First Supplemental Indenture, dated March 31, 2025, between Coherus BioSciences, Inc. and U.S. Bank Trust Company, National Association, as trustee
EXHIBIT 4.1
Execution Version
FIRST SUPPLEMENTAL INDENTURE
THIS FIRST SUPPLEMENTAL INDENTURE, dated as of March 31, 2025 (this “Supplemental Indenture”), is by and among Coherus BioSciences, Inc., a Delaware corporation (the “Company”), and U.S. Bank Trust Company, National Association (as successor in interest to U.S. Bank National Association), as trustee (the “Trustee”).
WITNESSETH
WHEREAS, the Company and the Trustee have previously executed and delivered that certain Indenture, dated as of April 17, 2020 (the “Indenture”), providing for the issuance of the Company’s 1.500% Convertible Senior Subordinated Notes due 2026 (the “Notes”);
WHEREAS, on December 2, 2024, the Company entered into an Asset Purchase Agreement (the “Asset Purchase Agreement”) with Intas Pharmaceuticals Ltd., a limited company incorporated in India;
WHEREAS, in connection with the transactions described in the Asset Purchase Agreement, the Company has obtained the consent of certain Holders of the Notes to certain amendments to the Indenture as set forth in Article I hereof (the “Amendments”);
WHEREAS, Section 9.02 of the Indenture provides that, with the consent of the Holders of a majority of the aggregate principal amount of the Notes then outstanding (the “Requisite Consents”), the Company and the Trustee may amend or supplement the Indenture or the Notes or waive compliance with any provision of the Indenture or the Notes, subject to the exceptions set forth in Section 9.02(A)(i) through (ix);
WHEREAS, the Company desires to amend certain provisions of the Indenture and the Notes, as set forth in Article I of this Supplemental Indenture;
WHEREAS, Requisite Consents to the Amendments have been validly delivered and not validly revoked by Holders and the Company has filed with the Trustee evidence of such Requisite Consents; and
WHEREAS, the Company hereby requests that the Trustee join with the Company in the execution of this Supplemental Indenture.
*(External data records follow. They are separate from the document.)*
//! downhole-io - Surface-side link to a downhole drilling tool
//!
//! Decodes the tool's framed serial telemetry into a shared key-value store,
//! turns textual operator intents into framed commands, and keeps calibrated
//! orientation estimates for the GUI and loggers.
//!
//! ## Features
//!
//! - `sim` (default): simulated downhole unit, selected with `serial.port = "sim"`

pub mod app;
pub mod config;
pub mod devices;
pub mod dispatcher;
pub mod error;
pub mod ingest;
pub mod orientation;
pub mod protocol;
pub mod state;
pub mod store;
pub mod streaming;
pub mod supervisor;
pub mod transport;

// Re-export commonly used types
pub use app::DownholeApp;
pub use config::AppConfig;
pub use error::{Error, Result};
NOW, THEREFORE, in consideration of the foregoing and for other good and valuable consideration, the receipt of which is hereby acknowledged, the parties mutually covenant and agree for the equal and ratable benefit of the Holders of the Notes as follows:
ARTICLE I
AMENDMENT OF INDENTURE
Section 1.1Amendments to the Indenture.
The Indenture shall be amended as set forth in this Section 1.1. Text that shall be added to the Indenture is double underlined.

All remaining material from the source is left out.